Mehtap D. Canastar
New York Medical College Westchester Medical Center
A 64 year old man with BMI of 29, hypertension and acid reflux presented with shortness of breath, fever, cough and altered mental status for one week. He also reported severe epigastric pain radiating to his back the day prior to presentation. He did not smoke or drink alcohol. Outpatient medications were irbesartan-hydrochlorothiazide, amlodipine and famotidine. On presentation, his temperature was 101F and oxygen saturation was 87% on nonrebreather mask.

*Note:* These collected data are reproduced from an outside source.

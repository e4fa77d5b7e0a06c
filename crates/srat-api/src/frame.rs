//! SSE-style frame reassembly.
//!
//! The SRAT backend formats every event as
//!
//! ```text
//! id: 42
//! event: volumes
//! data: [{"id":"disk-1"}]
//!
//! ```
//!
//! over both the WebSocket (one or more blocks per text message) and the SSE
//! endpoint (a continuous byte stream). [`FrameParser`] is the line-level
//! state machine shared by both; [`LineBuffer`] turns chunked bytes into
//! lines for the SSE transport.

use tracing::{debug, trace};

// ── Frame ────────────────────────────────────────────────────────────

/// One complete event reconstructed from the wire.
#[derive(Debug, Clone, PartialEq, Eq)]
pub struct Frame {
    /// Event type from the last `event:` line, e.g. `"volumes"`.
    pub event_type: String,

    /// All `data:` values of the frame joined with `\n`. Expected to be JSON.
    pub data: String,

    /// Value of the frame's `id:` line, if any.
    pub id: Option<String>,
}

// ── FrameParser ──────────────────────────────────────────────────────

/// Line-oriented frame parser. Performs no I/O.
///
/// A frame is emitted only when a blank line terminates it, or when the
/// caller flushes with [`finish`](Self::finish) at end of stream. Frames
/// without an event type or without any `data:` line are dropped.
#[derive(Debug, Default)]
pub struct FrameParser {
    event_type: Option<String>,
    data_lines: Vec<String>,
    id: Option<String>,
    last_id: Option<String>,
}

impl FrameParser {
    pub fn new() -> Self {
        Self::default()
    }

    /// Feed one line (without its terminator; a trailing `\r` is tolerated).
    ///
    /// Returns a frame when `line` is the blank terminator of a complete one.
    pub fn push_line(&mut self, line: &str) -> Option<Frame> {
        let line = line.strip_suffix('\r').unwrap_or(line);

        if line.is_empty() {
            return self.complete();
        }

        if let Some(comment) = line.strip_prefix(':') {
            trace!(comment = comment.trim(), "event stream keep-alive");
        } else if let Some(value) = line.strip_prefix("event:") {
            self.event_type = Some(value.trim().to_owned());
        } else if let Some(value) = line.strip_prefix("data:") {
            self.data_lines.push(value.trim().to_owned());
        } else if let Some(value) = line.strip_prefix("id:") {
            let id = value.trim();
            trace!(id, "event id");
            self.id = Some(id.to_owned());
            self.last_id = Some(id.to_owned());
        } else if let Some(value) = line.strip_prefix("retry:") {
            debug!(retry = value.trim(), "server retry hint ignored");
        } else {
            debug!(line, "unrecognised event stream line");
        }

        None
    }

    /// Flush at end of stream.
    ///
    /// Emits the in-progress frame once if it has an event type and data.
    /// Some backend versions close the connection right after the last
    /// `data:` line without the blank terminator.
    pub fn finish(&mut self) -> Option<Frame> {
        let frame = self.complete();
        if let Some(ref f) = frame {
            debug!(event_type = %f.event_type, "flushed unterminated frame at end of stream");
        }
        frame
    }

    /// Parse one self-contained block of text (a WebSocket text message):
    /// every line is fed, then the parser is flushed.
    pub fn parse_block(&mut self, text: &str) -> Vec<Frame> {
        let mut frames = Vec::new();
        for line in text.split('\n') {
            if let Some(frame) = self.push_line(line) {
                frames.push(frame);
            }
        }
        if let Some(frame) = self.finish() {
            frames.push(frame);
        }
        frames
    }

    /// The most recent `id:` value seen on this parser, kept across frames.
    pub fn last_id(&self) -> Option<&str> {
        self.last_id.as_deref()
    }

    /// `true` while a frame is partially accumulated.
    pub fn has_pending(&self) -> bool {
        self.event_type.is_some() || !self.data_lines.is_empty()
    }

    fn complete(&mut self) -> Option<Frame> {
        let event_type = self.event_type.take();
        let data_lines = std::mem::take(&mut self.data_lines);
        let id = self.id.take();

        match event_type {
            Some(event_type) if !event_type.is_empty() && !data_lines.is_empty() => Some(Frame {
                event_type,
                data: data_lines.join("\n"),
                id,
            }),
            event_type => {
                if event_type.is_some() || !data_lines.is_empty() {
                    debug!(
                        event_type = event_type.as_deref().unwrap_or(""),
                        data_lines = data_lines.len(),
                        "discarding incomplete frame"
                    );
                }
                None
            }
        }
    }
}

// ── LineBuffer ───────────────────────────────────────────────────────

/// Splits an arbitrarily chunked byte stream into `\n`/`\r\n` lines.
#[derive(Debug, Default)]
pub struct LineBuffer {
    buffer: Vec<u8>,
}

impl LineBuffer {
    pub fn new() -> Self {
        Self::default()
    }

    /// Append a chunk and return every line it completed.
    pub fn push(&mut self, chunk: &[u8]) -> Vec<String> {
        self.buffer.extend_from_slice(chunk);

        let mut lines = Vec::new();
        while let Some(pos) = self.buffer.iter().position(|&b| b == b'\n') {
            let mut line: Vec<u8> = self.buffer.drain(..=pos).collect();
            line.pop();
            if line.last() == Some(&b'\r') {
                line.pop();
            }
            lines.push(decode_line(line));
        }
        lines
    }

    /// Take whatever is left after the last newline (end of stream).
    pub fn take_remainder(&mut self) -> Option<String> {
        if self.buffer.is_empty() {
            return None;
        }
        let mut rest = std::mem::take(&mut self.buffer);
        if rest.last() == Some(&b'\r') {
            rest.pop();
        }
        Some(decode_line(rest))
    }
}

fn decode_line(bytes: Vec<u8>) -> String {
    String::from_utf8(bytes).unwrap_or_else(|e| {
        debug!(error = %e, "invalid UTF-8 in event stream, decoding lossily");
        String::from_utf8_lossy(e.as_bytes()).into_owned()
    })
}

// ── Tests ────────────────────────────────────────────────────────────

His heart rate and blood pressure were normal. Physical exam was notable for altered sensorium, tachypnea, bilateral crackles at the lung bases, and mildly distended abdomen. The patient was emergently intubated. Abnormal labs on admission include: amylase 698 U/L (Upper limit of normal-ULN=100 U/L), lipase 1277 U/L (ULN=78 U/L), triglycerides 266 mg/dL (ULN=200 mg/dL), and AST 72 U/L (ULN=35 U/L). He was SARs-CoV-2 positive. The lipase normalized two days later. Abdominal imaging could not be performed due to respiratory instability. He remained on mechanical ventilation for 3 weeks and was subsequently discharged to a rehab facility.